▶ GOAL OF THE EXERCISE
Print exactly the lines below between the line holding "layer's policy check." and the line holding "let mut map", inclusive, and nothing more.

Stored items
= = =
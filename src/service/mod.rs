//! The cart/order engine and its shared plumbing.
//!
//! Every operation runs to completion within one request. Mutations of a
//! user's cart - including checkout - serialize on a per-user async lock so
//! two racing requests cannot lose updates or both drain the same cart.

pub mod cart;
pub mod order;

use std::collections::HashMap;
use std::sync::Arc;

use tokio::sync::{Mutex, OwnedMutexGuard};
use uuid::Uuid;

use crate::domain::events::OrderEvent;

pub use cart::{CartLine, CartService, CartView};
pub use order::{DashboardStats, OrderService};

/// An authenticated caller, produced by the HTTP layer's policy check.
/// The engine never sees roles, only an id and an admin capability.
#[derive(Clone, Copy, Debug)]
pub struct Caller {
    pub user_id: Uuid,
    pub admin: bool,
}

/// Per-user mutex registry serializing cart mutations and checkout.
#[derive(Default)]
pub struct UserLocks {
    inner: Mutex<HashMap<Uuid, Arc<Mutex<()>>>>,
}

impl UserLocks {
    pub fn new() -> Self {
        Self::default()
    }

    pub async fn acquire(&self, user_id: Uuid) -> OwnedMutexGuard<()> {
        let lock = {
            let mut map = self.inner.lock().await;
            map.entry(user_id).or_insert_with(|| Arc::new(Mutex::new(()))).clone()
        };
        lock.lock_owned().await
    }
}

/// Fire-and-forget order-event publisher. Absent a NATS client this is a
/// no-op; publish failures are logged and never fail the operation.
#[derive(Clone, Default)]
pub struct EventPublisher {
    client: Option<async_nats::Client>,
}

impl EventPublisher {
    pub fn new(client: Option<async_nats::Client>) -> Self {
        Self { client }
    }

    pub async fn publish(&self, events: Vec<OrderEvent>) {
        let Some(client) = &self.client else { return };
        for event in events {
            let payload = match serde_json::to_vec(&event) {
                Ok(p) => p,
                Err(err) => {
                    tracing::warn!(%err, "failed to encode order event");
                    continue;
                }
            };
            if let Err(err) = client.publish(event.subject().to_string(), payload.into()).await {
                tracing::warn!(%err, subject = event.subject(), "failed to publish order event");
            }
        }
    }
}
= = =
▶ TASK OUTPUT
/// An authenticated caller, produced by the HTTP layer's policy check.
/// The engine never sees roles, only an id and an admin capability.
#[derive(Clone, Copy, Debug)]
pub struct Caller {
    pub user_id: Uuid,
    pub admin: bool,
}

/// Per-user mutex registry serializing cart mutations and checkout.
#[derive(Default)]
pub struct UserLocks {
    inner: Mutex<HashMap<Uuid, Arc<Mutex<()>>>>,
}

impl UserLocks {
    pub fn new() -> Self {
        Self::default()
    }

    pub async fn acquire(&self, user_id: Uuid) -> OwnedMutexGuard<()> {
        let lock = {
            let mut map = self.inner.lock().await;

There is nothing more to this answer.